The insureds made claim under their homeowner’s policy in December of 2010. The carrier denied, and they then brought suit. The trial court granted summary judgment to Northern Security, and an appeal followed. On April 24th, a divided state Supreme Court reversed and remanded the matter. The contract of insurance “insure[d] against risk of direct loss to property . . . only if that loss is a physical loss to property,” and the threshold question was thus whether the odor was physical loss or damage. Speaking for all five members of the court, Justice Carol Conboy concluded that it could be. The court held “that physical loss may include not only tangible changes to the insured property, but also changes that are perceived by the sense of smell and that exist in the absence of structural damage” so long as those changes were “distinct and demonstrable.” In the words of the opinion, “[e]vidence that a change rendered the insured property temporarily or permanently unusable or uninhabitable may support a finding that the loss was a physical loss[.]” The justices therefore remanded the matter to the trial court for application of the legal standard that they had adopted.
What split the court was the pollution exclusion, which excluded loss by “[d]ischarge, dispersal, seepage, migration, release or escape of pollutants.” The term was defined as follows:
Pollutants means any solid, liquid, gaseous or thermal irritant or contaminant, including smoke, vapor, soot, fumes, acids, alkalis, chemicals and waste.
The trial judge had concluded that the foregoing language barred coverage. Three of the five justices disagreed, however, and they held “that the pollution exclusion clause is ambiguous when applied to the facts of this case and, as such, does not preclude coverage for the plaintiffs’ claims.” The majority noted that the court had found similar language to be ambiguous in a 1996 case involving the spread of lead paint chips because it did not define the terms “discharge, dispersal, release or escape.” In addition, Justice Conboy was troubled because she felt that the words “irritant or contaminant” were “too broad to meaningfully define ‘pollutant.’ “ Finally, the majority stated that the definition’s reference to “smoke, vapor, soot, fumes, acids, alkalis, chemicals and waste” brought to mind “products or byproducts of industrial production that may cause environmental pollution or contamination” rather than “injuries or damage resulting from everyday activities gone slightly, but not surprisingly, awry.” In effect, the opinion thereby found ambiguity residing in literally each and every word in the exclusion!
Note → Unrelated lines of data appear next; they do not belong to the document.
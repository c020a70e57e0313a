// Copyright (c) 2025-2026 Adrian Robinson. Licensed under the AGPL-3.0.
// See LICENSE file in the project root for full license text.

//! Payload redaction.
//!
//! A value is masked with [`MASK`] when its map key contains (case
//! insensitively) any sensitive key, whatever the value's type. String
//! values under other keys are masked when they look like credentials:
//! bearer tokens, long base64 runs, or JWTs.
//!
//! ```
//! use scope_recorder::Redactor;
//! use serde_json::json;
//!
//! let redactor = Redactor::default();
//! let out = redactor.redact(&json!({"user": {"password": "abc123", "name": "ann"}}));
//! assert_eq!(out, json!({"user": {"password": "[FILTERED]", "name": "ann"}}));
//! ```

use std::sync::OnceLock;

use regex::Regex;
use serde_json::{Map, Value};

pub const MASK: &str = "[FILTERED]";

pub const DEFAULT_SENSITIVE_KEYS: &[&str] = &[
    "password",
    "password_confirmation",
    "secret",
    "token",
    "api_key",
    "apikey",
    "access_token",
    "refresh_token",
    "authorization",
    "auth",
    "credential",
    "private_key",
    "secret_key",
    "credit_card",
    "card_number",
    "cvv",
    "ssn",
];

/// Shorter strings are never treated as secrets.
const MIN_SECRET_LEN: usize = 20;

fn base64_pattern() -> Option<&'static Regex> {
    static PATTERN: OnceLock<Option<Regex>> = OnceLock::new();
    PATTERN.get_or_init(|| Regex::new(r"^[A-Za-z0-9+/=]{40,}$").ok()).as_ref()
}

fn jwt_pattern() -> Option<&'static Regex> {
    static PATTERN: OnceLock<Option<Regex>> = OnceLock::new();
    PATTERN
        .get_or_init(|| Regex::new(r"^ey[A-Za-z0-9_-]+\.ey[A-Za-z0-9_-]+\.[A-Za-z0-9_-]+$").ok())
        .as_ref()
}

/// Structural check for credential-shaped strings.
pub fn looks_like_secret(value: &str) -> bool {
    if value.len() < MIN_SECRET_LEN {
        return false;
    }
    value.starts_with("Bearer ")
        || base64_pattern().is_some_and(|re| re.is_match(value))
        || jwt_pattern().is_some_and(|re| re.is_match(value))
}

#[derive(Debug, Clone)]
pub struct Redactor {
    keys: Vec<String>,
}

impl Default for Redactor {
    fn default() -> Self {
        Self::new(std::iter::empty::<String>())
    }
}

impl Redactor {
    /// Defaults plus `extra` key substrings.
    pub fn new<I, S>(extra: I) -> Self
    where
        I: IntoIterator<Item = S>,
        S: AsRef<str>,
    {
        let mut keys: Vec<String> = DEFAULT_SENSITIVE_KEYS.iter().map(|k| k.to_string()).collect();
        for key in extra {
            let key = key.as_ref().trim().to_lowercase();
            if !key.is_empty() && !keys.contains(&key) {
                keys.push(key);
            }
        }
        Self { keys }
    }

    pub fn sensitive_keys(&self) -> &[String] {
        &self.keys
    }

    pub fn is_sensitive_key(&self, key: &str) -> bool {
        let key = key.to_lowercase();
        self.keys.iter().any(|k| key.contains(k.as_str()))
    }

    /// Deep copy of `value` with sensitive data masked.
    pub fn redact(&self, value: &Value) -> Value {
        match value {
            Value::Object(map) => Value::Object(self.redact_map(map)),
            Value::Array(items) => Value::Array(items.iter().map(|v| self.redact(v)).collect()),
            Value::String(s) if looks_like_secret(s) => Value::String(MASK.to_string()),
            other => other.clone(),
        }
    }

    pub fn redact_map(&self, map: &Map<String, Value>) -> Map<String, Value> {
        map.iter()
            .map(|(key, value)| {
                let value = if self.is_sensitive_key(key) {
                    Value::String(MASK.to_string())
                } else {
                    self.redact(value)
                };
                (key.clone(), value)
            })
            .collect()
    }
}
// Copyright (c) 2025-2026 Adrian Robinson. Licensed under the AGPL-3.0.
// See LICENSE file in the project root for full license text.

//! Resilience primitives for backend calls.

pub mod retry;
// Copyright (c) 2025-2026 Adrian Robinson. Licensed under the AGPL-3.0.
// See LICENSE file in the project root for full license text.

//! Retry policies with exponential backoff.
//!
//! A [`RetryConfig`] is a plain policy object injected wherever a backend
//! call may hit a transient failure. [`retry`] re-runs an operation until it
//! succeeds or the ceiling is reached; [`retry_with_reset`] additionally runs
//! a reset action (typically "drop the connection and dial again") between
//! attempts and gives up immediately on errors that are not transient.
//!
//! # Example
//!
//! ```
//! use scope_recorder::RetryConfig;
//!
//! // Startup: fail fast on bad config
//! let startup = RetryConfig::startup();
//! assert_eq!(startup.max_retries, Some(5));
//!
//! // Daemon: never give up on reconnection
//! let daemon = RetryConfig::daemon();
//! assert_eq!(daemon.max_retries, None);
//!
//! // Flush: bounded ceiling, then leave the batch for the next run
//! let flush = RetryConfig::flush(3);
//! assert_eq!(flush.max_retries, Some(3));
//! ```

use std::future::Future;
use std::time::Duration;

use tokio::time::sleep;
use tracing::{info, warn};

use crate::storage::traits::StorageError;

/// Configuration for connection/operation retry behavior.
///
/// `max_retries` counts total attempts; `None` retries forever.
#[derive(Debug, Clone)]
pub struct RetryConfig {
    pub initial_delay: Duration,
    pub max_delay: Duration,
    pub factor: f64,
    pub max_retries: Option<usize>,
}

impl Default for RetryConfig {
    fn default() -> Self {
        Self::daemon()
    }
}

impl RetryConfig {
    /// Fast-fail retry for initial startup connection.
    /// Attempts 5 times with exponential backoff, failing after ~5 seconds.
    #[must_use]
    pub fn startup() -> Self {
        Self {
            max_retries: Some(5),
            initial_delay: Duration::from_millis(200),
            max_delay: Duration::from_secs(2),
            factor: 2.0,
        }
    }

    /// Infinite retry for long-running loops.
    /// Backoff is capped at 5 minutes.
    #[must_use]
    pub fn daemon() -> Self {
        Self {
            max_retries: None,
            initial_delay: Duration::from_secs(1),
            max_delay: Duration::from_secs(300),
            factor: 2.0,
        }
    }

    /// Quick retry for individual queries.
    #[must_use]
    pub fn query() -> Self {
        Self {
            max_retries: Some(3),
            initial_delay: Duration::from_millis(100),
            max_delay: Duration::from_secs(2),
            factor: 2.0,
        }
    }

    /// Flush ceiling: `attempts` tries at the same batch with short backoff.
    #[must_use]
    pub fn flush(attempts: usize) -> Self {
        Self {
            max_retries: Some(attempts.max(1)),
            initial_delay: Duration::from_millis(50),
            max_delay: Duration::from_secs(1),
            factor: 2.0,
        }
    }

    /// Fast retry for tests (minimal delays)
    #[cfg(test)]
    pub fn test() -> Self {
        Self {
            max_retries: Some(3),
            initial_delay: Duration::from_millis(1),
            max_delay: Duration::from_millis(10),
            factor: 2.0,
        }
    }

    fn next_delay(&self, delay: Duration) -> Duration {
        delay.mul_f64(self.factor).min(self.max_delay)
    }
}

pub async fn retry<F, Fut, T, E>(
    operation_name: &str,
    config: &RetryConfig,
    mut operation: F,
) -> Result<T, E>
where
    F: FnMut() -> Fut,
    Fut: Future<Output = Result<T, E>>,
    E: std::fmt::Display,
{
    let mut delay = config.initial_delay;
    let mut attempts = 0;

    loop {
        match operation().await {
            Ok(val) => {
                if attempts > 0 {
                    info!("Operation '{}' succeeded after {} retries", operation_name, attempts);
                }
                return Ok(val);
            }
            Err(err) => {
                attempts += 1;

                match config.max_retries {
                    Some(max) if attempts >= max => return Err(err),
                    Some(max) => warn!(
                        "Operation '{}' failed (attempt {}/{}): {}. Retrying in {:?}...",
                        operation_name, attempts, max, err, delay
                    ),
                    None => warn!(
                        "Operation '{}' failed (attempt {}, will retry forever): {}. Next retry in {:?}...",
                        operation_name, attempts, err, delay
                    ),
                }

                sleep(delay).await;
                delay = config.next_delay(delay);
            }
        }
    }
}

/// Retry a storage operation, running `reset` before every re-attempt.
///
/// Non-transient errors (malformed input, serialization) are returned at
/// once. A failing reset is logged and does not stop the retry loop.
pub async fn retry_with_reset<F, Fut, T, R, RFut>(
    operation_name: &str,
    config: &RetryConfig,
    mut operation: F,
    mut reset: R,
) -> Result<T, StorageError>
where
    F: FnMut() -> Fut,
    Fut: Future<Output = Result<T, StorageError>>,
    R: FnMut() -> RFut,
    RFut: Future<Output = Result<(), StorageError>>,
{
    let mut delay = config.initial_delay;
    let mut attempts = 0;

    loop {
        match operation().await {
            Ok(val) => {
                if attempts > 0 {
                    info!(operation = operation_name, retries = attempts, "Operation recovered after reset");
                }
                return Ok(val);
            }
            Err(err) if !err.is_transient() => return Err(err),
            Err(err) => {
                attempts += 1;
                crate::metrics::record_retry(operation_name);

                if let Some(max) = config.max_retries {
                    if attempts >= max {
                        return Err(err);
                    }
                }

                warn!(
                    operation = operation_name,
                    attempt = attempts,
                    error = %err,
                    delay_ms = delay.as_millis() as u64,
                    "Transient failure, resetting connection before retry"
                );

                sleep(delay).await;
                if let Err(reset_err) = reset().await {
                    warn!(operation = operation_name, error = %reset_err, "Connection reset failed");
                }
                delay = config.next_delay(delay);
            }
        }
    }
}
The majority also concluded that the fact in other jurisdictions had disagreed over whether similar language is confined to instances of traditional environmental pollution meant that “two parties can reasonably disagree about the meaning of the pollution exclusion clause, rendering it ambiguous.”
The two dissenters would have affirmed. In Justice Robert Lynn’s opinion, the majority was relying on “dubious” precedent and “ignor[ing] the plain language of the policy and creat[ing] ambiguity where none exists.” In the words of his opinion:
The cat urine at issue in this case fits squarely within the plain and ordinary meaning of contaminant, and is thus a “pollutant” as defined in the pollution exclusion clause. The cat urine was described as “a chemical smell similar to ammonia;” “a noxious odor;” and a “persistent, pervasive odor” that resulted in “toxic contamination” of the apartment.
The dissenters noted that a host of other courts around the country had interpreted pollution exclusion clauses “by looking to the plain meaning of the terms as defined in the text of such clauses,” citing to decisions from eight other jurisdictions. They also pointed out that neither the fact that an exclusion is broad nor the fact it is potentially subject to differing interpretations ipso facto operates to render it ambiguous. In Justice Lynn’s words, the term “pollutant” was “clearly defined in the policy, making it improper to set aside the policy’s language in order to redefine the term using outside sources.”